Despite the turnaround quarter, there are still signs of trouble. Jerry’s shuttered its Old Pasadena outlet May 2, and same-store sales in Jerry’s Southern California restaurants in the first quarter are still down from year-ago levels.

Known for its extensive menu, Jerry’s Famous Deli went public at $6 a share in September 1995. The stock boiled over $10 a share by August 1996, fueled by talk of acquisitions, openings, and frothy profits. But instead, the chain’s profits stalled, culminating in a small loss on $66.6 million in sales in 1998.

That gave Wall Street indigestion; the deli sank to penny stock status on the Nasdaq last year, though it has revived somewhat in 1999 and closed Monday at $1.28.

Starkman, 61, said an improved profit picture and a recently expanded stock buy-back program are the ingredients expected to hike shareholder value.
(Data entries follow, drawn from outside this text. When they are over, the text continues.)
#[inline]
fn zero_page() -> FrameNumber {
    let f = ZERO_PAGE.load(Ordering::Acquire);
    assert_ne!(f, u32::MAX, "paging::init() not called");
    FrameNumber::new(f)
}

// ---------------------------------------------------------------------------
// map / unmap
// ---------------------------------------------------------------------------

/// Map one page. `va` must not already be mapped; both addresses must be
/// page aligned.
pub fn map_page(pdir: &mut PageDirectory, va: VirtAddr, pa: PhysAddr, flags: PteFlags) -> KernelResult<()> {
    if !va.is_page_aligned() || !pa.is_page_aligned() {
        return Err(KernelError::InvalidArgument { name: "addr" });
    }

    let v = va.as_u64();
    let pte = Pte {
        frame: pa.frame(),
        flags,
    };

    if is_user_va(v) {
        if pdir.pte(v).is_some() {
            return Err(KernelError::AlreadyMapped { vaddr: v });
        }
        pdir.set_pte(v, pte);
        FRAME_ALLOCATOR.lock().ref_inc(pte.frame);
        return Ok(());
    }

    if is_linear_va(v) {
        // The linear mapping is stable after init; remapping it is a bug.
        return Err(KernelError::AlreadyMapped { vaddr: v });
    }

    if is_hi_vmem_va(v) {
        {
            let mut ks = KERNEL_SPACE.lock();
            let table = ks.entry(table_index(v)).or_insert_with(PageTable::new);
            let slot = &mut table.ptes[pte_index(v)];
            if slot.is_some() {
                return Err(KernelError::AlreadyMapped { vaddr: v });
            }
            *slot = Some(pte);
            table.live += 1;
        }
        note_kernel_map(v);
        return Ok(());
    }

    Err(KernelError::InvalidArgument { name: "va" })
}

/// Map `count` consecutive pages; best effort. Returns how many were
/// actually mapped so the caller can roll back.
pub fn map_pages(
    pdir: &mut PageDirectory,
    va: VirtAddr,
    pa: PhysAddr,
    count: usize,
    flags: PteFlags,
) -> usize {
    let mut done = 0;
    for i in 0..count {
        let v = VirtAddr::new(va.as_u64() + (i * PAGE_SIZE) as u64);
        let p = PhysAddr::new(pa.as_u64() + (i * PAGE_SIZE) as u64);
        if map_page(pdir, v, p, flags).is_err() {
            break;
        }
        done += 1;
    }
    done
}
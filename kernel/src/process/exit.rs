//! Process termination.

use crate::sched::{self, TaskState, Tid};
use crate::sync::wobj::WaitObj;

use super::signal::SIGCHLD;
use super::wait::should_skip_child;
use super::INIT_PID;

/// Encode a normal exit for wstatus.
pub fn encode_exited(code: i32) -> i32 {
    (code & 0xFF) << 8
}

/// Terminate the process whose main task is `tid` with an already-encoded
/// wstatus: release handles, free the user half, reparent children, wake
/// waiters, go zombie. The task and process objects stay until reaped.
pub fn terminate(tid: Tid, wstatus: i32) {
    let _g = sched::PreemptGuard::new();

    let proc = match super::get_process(tid) {
        Some(p) => p,
        None => return,
    };

    // Release handles and tear down the user address space. The pdir
    // object itself lives until reap (the kernel half stays usable).
    {
        let mut mu = proc.mu.lock();
        for slot in mu.handles.iter_mut() {
            *slot = None;
        }
        crate::mm::paging::pdir_destroy(&mut mu.pdir);
        mu.mmap_heap = None;

        // Orphans go to init.
        let children = core::mem::take(&mut mu.children);
        drop(mu);

        for child in children {
            if let Some(cp) = super::get_process(child) {
                cp.set_ppid(if super::get_process(INIT_PID).is_some() {
                    INIT_PID
                } else {
                    0
                });
                if let Some(init) = super::get_process(INIT_PID) {
                    init.mu.lock().children.push(child);
                }
            }
        }
    }

    // vfork protocol: a vforked child releases its stopped parent on exit.
    let ppid = proc.ppid();
    if proc.mu.lock().vforked {
        sched::with_task(ppid, |t| {
            t.vfork_stopped = false;
        });
    }

    // Go zombie and wake everyone interested.
    let waiters = sched::with_task(tid, |t| {
        t.state = TaskState::Zombie;
        t.exit_wstatus = wstatus;
        core::mem::take(&mut t.exit_waiters)
    })
    .unwrap_or_default();

    for w in waiters {
        if sched::get_task_state(w) == Some(TaskState::Sleeping) {
            sched::task_reset_wait_obj(w);
        }
    }

    // A parent blocked on an any-child style wait is woken if the filter
    // matches this child.
    if ppid > 0 {
        let matches = sched::with_task(ppid, |t| {
            if t.state != TaskState::Sleeping {
                return false;
            }
            match t.wobj {
                WaitObj::Task(filter) if filter < 0 || filter == 0 => {
                    let waiter_pgid = super::get_process(ppid).map(|p| p.pgid()).unwrap_or(0);
                    !should_skip_child(waiter_pgid, &proc, filter)
                }
                _ => false,
            }
        })
        .unwrap_or(false);

        if matches {
            sched::task_reset_wait_obj(ppid);
        }

        let _ = super::signal::send_signal(ppid, SIGCHLD);
    }
}

/// `exit(code)`: terminate the calling process and never return.
pub fn do_exit(code: i32) -> ! {
    let tid = sched::current_tid();
    terminate(tid, encode_exited(code));

    loop {
        sched::schedule();
        crate::arch::halt();
    }
}
//! Kernel-to-kernel context switch (callee-saved registers only).

use core::arch::naked_asm;

/// Callee-saved register frame for a suspended kernel context.
#[derive(Debug, Default)]
#[repr(C)]
pub struct Context {
    pub sp: u64,
    pub ra: u64,
    pub s: [u64; 12],
}

impl Context {
    /// Build the initial frame of a kernel thread; the first switch into
    /// it enters the bootstrap shim, which balances the dispatcher's
    /// preemption hold and then runs `entry(arg)`. `arg` travels in s0,
    /// the entry pointer in s1.
    pub fn new_kthread(entry: extern "C" fn(usize) -> !, arg: usize, stack_top: u64) -> Self {
        let mut ctx = Self {
            sp: stack_top & !0xF,
            ra: kthread_trampoline as usize as u64,
            ..Self::default()
        };
        ctx.s[0] = arg as u64;
        ctx.s[1] = entry as usize as u64;
        ctx
    }
}

#[unsafe(naked)]
extern "C" fn kthread_trampoline() -> ! {
    naked_asm!(
        "mv a0, s0",
        "mv a1, s1",
        "call {bootstrap}",
        // the bootstrap is divergent; trap hard if it ever returns
        "unimp",
        bootstrap = sym crate::sched::kthread_bootstrap,
    );
}

/// Swap kernel contexts.
///
/// # Safety
///
/// Same contract as the x86_64 version: both pointers must reference valid
/// [`Context`] storage.
#[unsafe(naked)]
pub unsafe extern "C" fn context_switch(old: *mut Context, new: *const Context) {
    naked_asm!(
        "sd sp,  0*8(a0)",
        "sd ra,  1*8(a0)",
        "sd s0,  2*8(a0)",
        "sd s1,  3*8(a0)",
        "sd s2,  4*8(a0)",
        "sd s3,  5*8(a0)",
        "sd s4,  6*8(a0)",
        "sd s5,  7*8(a0)",
        "sd s6,  8*8(a0)",
        "sd s7,  9*8(a0)",
        "sd s8, 10*8(a0)",
        "sd s9, 11*8(a0)",
        "sd s10,12*8(a0)",
        "sd s11,13*8(a0)",
        "ld sp,  0*8(a1)",
        "ld ra,  1*8(a1)",
        "ld s0,  2*8(a1)",
        "ld s1,  3*8(a1)",
        "ld s2,  4*8(a1)",
        "ld s3,  5*8(a1)",
        "ld s4,  6*8(a1)",
        "ld s5,  7*8(a1)",
        "ld s6,  8*8(a1)",
        "ld s7,  9*8(a1)",
        "ld s8, 10*8(a1)",
        "ld s9, 11*8(a1)",
        "ld s10,12*8(a1)",
        "ld s11,13*8(a1)",
        "ret",
    );
}
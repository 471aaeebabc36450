//! System time: boot timestamp plus the tick counter.

pub mod datetime;

use core::sync::atomic::{AtomicI64, Ordering};

use crate::arch::timer;
use crate::config::TIMER_HZ;

/// UNIX timestamp captured at boot (the RTC read belongs to the platform
/// layer, which hands the value in here).
static BOOT_TIMESTAMP: AtomicI64 = AtomicI64::new(0);

pub fn init(boot_timestamp: i64) {
    assert!(boot_timestamp >= 0, "invalid boot-time UNIX timestamp");
    BOOT_TIMESTAMP.store(boot_timestamp, Ordering::Relaxed);
}

/// Seconds since the epoch.
pub fn get_timestamp() -> i64 {
    BOOT_TIMESTAMP.load(Ordering::Relaxed) + (timer::get_ticks() / TIMER_HZ as u64) as i64
}

/// Nanoseconds since boot, at tick granularity.
pub fn get_sys_time_ns() -> u64 {
    timer::get_ticks() * (1_000_000_000 / TIMER_HZ as u64)
}

/// Split seconds/nanoseconds since the epoch (the timespec shape).
pub fn real_time_timespec() -> (i64, u32) {
    let ticks = timer::get_ticks();
    let sec = BOOT_TIMESTAMP.load(Ordering::Relaxed) + (ticks / TIMER_HZ as u64) as i64;
    let nsec = (ticks % TIMER_HZ as u64) as u32 * (1_000_000_000 / TIMER_HZ);
    (sec, nsec)
}

#[cfg(test)]
mod tests {
    use super::*;

    #[test]
    fn test_timestamp_advances_with_ticks() {
        init(1_700_000_000);
        let t0 = get_timestamp();
        assert!(t0 >= 1_700_000_000);

        crate::arch::timer::test_advance_ticks(TIMER_HZ as u64 * 3);
        let t1 = get_timestamp();
        assert!(t1 >= t0 + 3);

        let (sec, nsec) = real_time_timespec();
        assert!(sec >= t1 - 1);
        assert!(nsec < 1_000_000_000);
    }
}
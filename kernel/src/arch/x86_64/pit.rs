//! Programmable interval timer: the tick source on the PC.

use x86_64::instructions::port::Port;

use crate::config::TIMER_HZ;

const PIT_BASE_FREQ: u32 = 1_193_182;

/// Program channel 0 for periodic interrupts at [`TIMER_HZ`].
pub fn init() {
    let divisor = (PIT_BASE_FREQ / TIMER_HZ) as u16;
    let mut cmd: Port<u8> = Port::new(0x43);
    let mut data: Port<u8> = Port::new(0x40);

    // SAFETY: standard PIT mode-3 programming sequence.
    unsafe {
        cmd.write(0x36u8);
        data.write((divisor & 0xFF) as u8);
        data.write((divisor >> 8) as u8);
    }
}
As for the food, Jerry’s is highlighting more light fare, such as salads, to keep up with changing diner tastes.

“We have implemented a lot of new programs, improved the food--although it was always very good--[and] improved customer relations,” said Starkman, who started the first Jerry’s Famous Deli in 1978. “Our same-store sales are improving in most locations. I won’t make a projection, but I expect this year to be better than last year.”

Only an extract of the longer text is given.